**Work task**
State the number of lines in the listing below that contain the word "since", and nothing besides.

**Data**
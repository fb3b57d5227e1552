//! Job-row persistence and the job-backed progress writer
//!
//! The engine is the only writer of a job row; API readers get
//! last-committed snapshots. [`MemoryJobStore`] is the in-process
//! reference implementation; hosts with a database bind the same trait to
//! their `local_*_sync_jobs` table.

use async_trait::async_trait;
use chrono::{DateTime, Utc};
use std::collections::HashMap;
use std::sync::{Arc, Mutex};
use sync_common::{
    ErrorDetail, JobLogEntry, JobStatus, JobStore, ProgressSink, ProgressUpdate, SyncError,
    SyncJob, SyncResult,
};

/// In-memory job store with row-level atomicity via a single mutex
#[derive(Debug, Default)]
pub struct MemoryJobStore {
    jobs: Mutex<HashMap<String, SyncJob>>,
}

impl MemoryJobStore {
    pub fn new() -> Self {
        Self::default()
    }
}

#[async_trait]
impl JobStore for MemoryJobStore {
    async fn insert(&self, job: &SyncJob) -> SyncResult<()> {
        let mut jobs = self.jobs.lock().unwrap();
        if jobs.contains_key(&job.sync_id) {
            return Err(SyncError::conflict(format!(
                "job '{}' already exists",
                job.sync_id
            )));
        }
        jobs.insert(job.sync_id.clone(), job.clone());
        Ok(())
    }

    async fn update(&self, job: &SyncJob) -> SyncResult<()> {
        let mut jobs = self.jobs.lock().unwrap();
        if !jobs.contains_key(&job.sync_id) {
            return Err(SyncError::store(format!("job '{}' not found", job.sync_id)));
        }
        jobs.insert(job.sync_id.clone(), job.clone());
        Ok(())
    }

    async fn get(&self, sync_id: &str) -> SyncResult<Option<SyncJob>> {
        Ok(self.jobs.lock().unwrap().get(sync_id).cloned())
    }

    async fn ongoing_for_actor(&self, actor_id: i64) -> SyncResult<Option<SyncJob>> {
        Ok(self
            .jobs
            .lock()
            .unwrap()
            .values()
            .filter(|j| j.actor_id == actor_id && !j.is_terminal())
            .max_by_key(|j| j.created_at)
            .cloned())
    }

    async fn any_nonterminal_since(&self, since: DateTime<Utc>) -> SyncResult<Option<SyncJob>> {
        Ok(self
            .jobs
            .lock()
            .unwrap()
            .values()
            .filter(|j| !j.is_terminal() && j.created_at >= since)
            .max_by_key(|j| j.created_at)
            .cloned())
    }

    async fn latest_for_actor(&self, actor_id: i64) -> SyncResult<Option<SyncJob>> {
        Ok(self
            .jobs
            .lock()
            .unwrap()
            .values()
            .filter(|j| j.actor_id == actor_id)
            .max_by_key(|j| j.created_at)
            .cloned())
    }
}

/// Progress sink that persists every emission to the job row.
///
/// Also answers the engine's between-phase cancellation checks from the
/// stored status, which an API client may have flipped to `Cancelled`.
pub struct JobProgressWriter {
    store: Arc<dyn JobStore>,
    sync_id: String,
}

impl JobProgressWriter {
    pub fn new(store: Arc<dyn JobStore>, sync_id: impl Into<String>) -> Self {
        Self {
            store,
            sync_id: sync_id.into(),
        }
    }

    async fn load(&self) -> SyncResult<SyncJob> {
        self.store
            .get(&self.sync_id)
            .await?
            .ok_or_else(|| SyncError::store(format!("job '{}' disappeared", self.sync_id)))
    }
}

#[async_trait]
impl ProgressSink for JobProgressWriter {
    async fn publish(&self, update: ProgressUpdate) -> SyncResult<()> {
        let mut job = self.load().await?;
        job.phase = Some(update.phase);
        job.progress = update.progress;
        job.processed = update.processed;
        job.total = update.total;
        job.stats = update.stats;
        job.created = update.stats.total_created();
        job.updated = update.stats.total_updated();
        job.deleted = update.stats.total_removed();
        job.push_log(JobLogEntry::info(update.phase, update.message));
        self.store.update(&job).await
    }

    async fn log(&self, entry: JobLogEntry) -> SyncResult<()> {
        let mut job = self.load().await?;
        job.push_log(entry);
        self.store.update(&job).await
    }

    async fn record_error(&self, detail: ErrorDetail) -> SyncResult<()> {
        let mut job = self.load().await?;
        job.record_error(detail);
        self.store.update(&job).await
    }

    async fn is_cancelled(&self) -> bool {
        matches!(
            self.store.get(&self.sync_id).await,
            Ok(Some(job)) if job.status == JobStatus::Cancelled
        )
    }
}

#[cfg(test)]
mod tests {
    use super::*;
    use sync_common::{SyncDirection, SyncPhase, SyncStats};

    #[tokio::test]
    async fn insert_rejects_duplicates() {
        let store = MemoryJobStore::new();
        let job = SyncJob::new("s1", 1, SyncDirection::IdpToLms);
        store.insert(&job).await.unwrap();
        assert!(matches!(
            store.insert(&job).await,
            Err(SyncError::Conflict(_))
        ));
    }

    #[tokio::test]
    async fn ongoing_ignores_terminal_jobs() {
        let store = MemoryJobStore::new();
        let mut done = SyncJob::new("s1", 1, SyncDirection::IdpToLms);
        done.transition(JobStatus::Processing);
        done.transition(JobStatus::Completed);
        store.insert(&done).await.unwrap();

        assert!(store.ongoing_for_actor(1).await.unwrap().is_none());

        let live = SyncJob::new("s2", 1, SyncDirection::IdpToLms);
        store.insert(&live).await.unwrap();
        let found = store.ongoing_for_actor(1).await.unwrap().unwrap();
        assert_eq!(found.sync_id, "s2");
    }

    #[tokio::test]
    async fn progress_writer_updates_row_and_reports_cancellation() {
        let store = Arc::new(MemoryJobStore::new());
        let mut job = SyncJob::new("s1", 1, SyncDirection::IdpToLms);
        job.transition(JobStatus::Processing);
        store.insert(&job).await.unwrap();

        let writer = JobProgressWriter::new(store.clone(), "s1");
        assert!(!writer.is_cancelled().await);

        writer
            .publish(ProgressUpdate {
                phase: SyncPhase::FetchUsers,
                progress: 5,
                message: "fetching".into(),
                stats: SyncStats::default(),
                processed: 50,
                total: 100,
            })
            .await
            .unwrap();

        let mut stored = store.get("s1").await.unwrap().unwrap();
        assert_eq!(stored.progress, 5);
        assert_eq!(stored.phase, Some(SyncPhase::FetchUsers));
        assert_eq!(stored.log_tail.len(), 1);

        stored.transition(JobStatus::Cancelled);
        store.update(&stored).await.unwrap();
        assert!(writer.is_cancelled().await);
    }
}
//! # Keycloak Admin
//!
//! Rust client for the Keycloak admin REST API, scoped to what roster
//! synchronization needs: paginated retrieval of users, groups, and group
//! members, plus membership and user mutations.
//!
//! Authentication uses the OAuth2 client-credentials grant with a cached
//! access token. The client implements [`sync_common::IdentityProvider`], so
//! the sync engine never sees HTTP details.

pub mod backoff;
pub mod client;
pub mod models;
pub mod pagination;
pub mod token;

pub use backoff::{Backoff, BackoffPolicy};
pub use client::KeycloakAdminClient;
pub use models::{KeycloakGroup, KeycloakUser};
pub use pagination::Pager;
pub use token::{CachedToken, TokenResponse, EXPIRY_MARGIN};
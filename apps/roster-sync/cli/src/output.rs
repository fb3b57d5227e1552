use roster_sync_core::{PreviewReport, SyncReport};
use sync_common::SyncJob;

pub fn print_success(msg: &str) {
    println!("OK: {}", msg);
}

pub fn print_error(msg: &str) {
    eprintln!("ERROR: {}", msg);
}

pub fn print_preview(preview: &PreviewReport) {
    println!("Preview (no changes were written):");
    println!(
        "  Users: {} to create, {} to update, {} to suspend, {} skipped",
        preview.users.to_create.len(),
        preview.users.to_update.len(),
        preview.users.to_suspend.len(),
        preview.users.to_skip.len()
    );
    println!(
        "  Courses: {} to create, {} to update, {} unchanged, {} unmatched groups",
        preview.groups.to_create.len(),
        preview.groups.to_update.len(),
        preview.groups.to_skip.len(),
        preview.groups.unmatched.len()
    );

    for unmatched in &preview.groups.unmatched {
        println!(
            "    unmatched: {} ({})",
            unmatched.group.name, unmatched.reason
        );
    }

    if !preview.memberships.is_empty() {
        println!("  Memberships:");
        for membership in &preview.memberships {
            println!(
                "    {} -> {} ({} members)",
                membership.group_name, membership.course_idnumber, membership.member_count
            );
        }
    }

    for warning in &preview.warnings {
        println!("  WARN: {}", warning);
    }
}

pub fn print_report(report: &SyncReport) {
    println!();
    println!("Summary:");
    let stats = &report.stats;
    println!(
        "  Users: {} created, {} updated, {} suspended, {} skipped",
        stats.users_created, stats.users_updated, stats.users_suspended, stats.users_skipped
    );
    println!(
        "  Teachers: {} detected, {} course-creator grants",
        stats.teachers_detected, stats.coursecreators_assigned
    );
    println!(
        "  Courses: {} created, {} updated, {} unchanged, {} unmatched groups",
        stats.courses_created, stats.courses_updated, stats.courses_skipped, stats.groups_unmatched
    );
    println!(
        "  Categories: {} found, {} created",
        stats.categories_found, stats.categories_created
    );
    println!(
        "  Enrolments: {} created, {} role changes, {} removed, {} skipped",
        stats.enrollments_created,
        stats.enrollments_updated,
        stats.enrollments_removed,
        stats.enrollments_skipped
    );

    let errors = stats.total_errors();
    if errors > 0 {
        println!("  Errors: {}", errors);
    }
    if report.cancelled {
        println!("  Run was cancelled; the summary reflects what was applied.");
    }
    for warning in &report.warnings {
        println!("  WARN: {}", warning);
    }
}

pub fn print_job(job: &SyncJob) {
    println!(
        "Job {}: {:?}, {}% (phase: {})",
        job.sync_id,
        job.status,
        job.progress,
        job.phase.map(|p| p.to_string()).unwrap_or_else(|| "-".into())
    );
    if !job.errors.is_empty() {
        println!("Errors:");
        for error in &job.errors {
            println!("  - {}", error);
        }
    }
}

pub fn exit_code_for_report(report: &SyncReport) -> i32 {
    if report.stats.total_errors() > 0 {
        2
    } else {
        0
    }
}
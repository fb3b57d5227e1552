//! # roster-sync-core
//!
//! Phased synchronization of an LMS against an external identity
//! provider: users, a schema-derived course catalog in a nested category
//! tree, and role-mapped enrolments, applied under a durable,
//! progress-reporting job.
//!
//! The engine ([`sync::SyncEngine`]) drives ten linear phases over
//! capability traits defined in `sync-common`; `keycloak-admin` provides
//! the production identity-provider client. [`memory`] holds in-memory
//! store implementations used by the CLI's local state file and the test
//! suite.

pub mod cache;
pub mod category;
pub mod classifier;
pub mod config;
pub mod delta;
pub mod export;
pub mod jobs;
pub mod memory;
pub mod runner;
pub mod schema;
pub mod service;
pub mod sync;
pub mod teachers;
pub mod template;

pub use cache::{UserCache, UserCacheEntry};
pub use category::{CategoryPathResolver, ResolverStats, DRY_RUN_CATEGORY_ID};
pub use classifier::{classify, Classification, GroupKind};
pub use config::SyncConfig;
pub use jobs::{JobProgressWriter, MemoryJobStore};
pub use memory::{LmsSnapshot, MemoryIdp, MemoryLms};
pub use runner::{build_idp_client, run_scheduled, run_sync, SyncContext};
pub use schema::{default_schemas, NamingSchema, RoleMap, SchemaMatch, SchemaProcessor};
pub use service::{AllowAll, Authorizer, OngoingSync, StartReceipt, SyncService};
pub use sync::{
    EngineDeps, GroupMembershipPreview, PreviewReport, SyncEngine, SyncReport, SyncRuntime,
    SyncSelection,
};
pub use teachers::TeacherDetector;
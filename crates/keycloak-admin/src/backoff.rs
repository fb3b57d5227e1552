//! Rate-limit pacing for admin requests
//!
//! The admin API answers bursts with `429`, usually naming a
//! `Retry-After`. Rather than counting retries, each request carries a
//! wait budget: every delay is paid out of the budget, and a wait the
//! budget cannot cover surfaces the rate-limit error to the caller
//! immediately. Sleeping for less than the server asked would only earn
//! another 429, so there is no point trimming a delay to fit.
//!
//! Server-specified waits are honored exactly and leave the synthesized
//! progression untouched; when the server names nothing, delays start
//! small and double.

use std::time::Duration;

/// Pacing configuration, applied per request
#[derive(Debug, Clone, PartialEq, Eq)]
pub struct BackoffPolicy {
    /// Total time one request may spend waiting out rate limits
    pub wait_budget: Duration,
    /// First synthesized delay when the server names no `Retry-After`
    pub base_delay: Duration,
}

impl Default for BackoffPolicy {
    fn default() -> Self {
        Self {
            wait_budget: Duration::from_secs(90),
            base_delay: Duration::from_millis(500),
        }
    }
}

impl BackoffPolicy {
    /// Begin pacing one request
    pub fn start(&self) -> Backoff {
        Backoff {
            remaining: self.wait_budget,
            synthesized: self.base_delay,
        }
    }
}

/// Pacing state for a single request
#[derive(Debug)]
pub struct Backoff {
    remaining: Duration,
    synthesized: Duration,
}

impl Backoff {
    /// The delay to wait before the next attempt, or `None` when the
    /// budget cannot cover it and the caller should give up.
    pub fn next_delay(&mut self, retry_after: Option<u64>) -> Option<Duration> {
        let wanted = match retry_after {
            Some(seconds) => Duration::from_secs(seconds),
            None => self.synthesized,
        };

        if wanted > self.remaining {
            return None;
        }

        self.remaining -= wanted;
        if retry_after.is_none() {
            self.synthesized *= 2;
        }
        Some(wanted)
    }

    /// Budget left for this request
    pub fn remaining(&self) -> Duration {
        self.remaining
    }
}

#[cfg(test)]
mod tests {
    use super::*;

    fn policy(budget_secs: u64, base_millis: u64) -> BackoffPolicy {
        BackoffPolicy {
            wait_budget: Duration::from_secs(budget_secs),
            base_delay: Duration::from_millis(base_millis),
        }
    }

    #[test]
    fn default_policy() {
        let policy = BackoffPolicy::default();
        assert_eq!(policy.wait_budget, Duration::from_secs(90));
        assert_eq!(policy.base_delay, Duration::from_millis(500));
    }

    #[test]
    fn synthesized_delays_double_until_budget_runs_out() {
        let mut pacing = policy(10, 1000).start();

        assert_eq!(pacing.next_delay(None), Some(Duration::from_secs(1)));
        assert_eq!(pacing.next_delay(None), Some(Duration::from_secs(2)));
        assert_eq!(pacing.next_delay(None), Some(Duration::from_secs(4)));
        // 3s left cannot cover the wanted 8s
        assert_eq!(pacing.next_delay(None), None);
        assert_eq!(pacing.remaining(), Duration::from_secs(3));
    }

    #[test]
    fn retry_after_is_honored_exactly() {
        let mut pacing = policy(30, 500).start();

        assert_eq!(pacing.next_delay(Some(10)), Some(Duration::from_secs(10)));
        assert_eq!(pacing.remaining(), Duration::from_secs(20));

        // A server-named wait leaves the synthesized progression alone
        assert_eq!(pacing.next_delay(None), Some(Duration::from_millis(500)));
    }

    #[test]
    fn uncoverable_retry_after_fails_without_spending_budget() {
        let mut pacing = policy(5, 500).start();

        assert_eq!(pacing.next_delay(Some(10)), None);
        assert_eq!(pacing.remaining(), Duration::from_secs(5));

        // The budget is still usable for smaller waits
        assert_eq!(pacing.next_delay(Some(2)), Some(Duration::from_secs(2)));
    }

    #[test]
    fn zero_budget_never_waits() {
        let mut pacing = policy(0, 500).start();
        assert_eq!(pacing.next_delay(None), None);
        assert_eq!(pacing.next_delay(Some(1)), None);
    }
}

**Response to the exercise**
2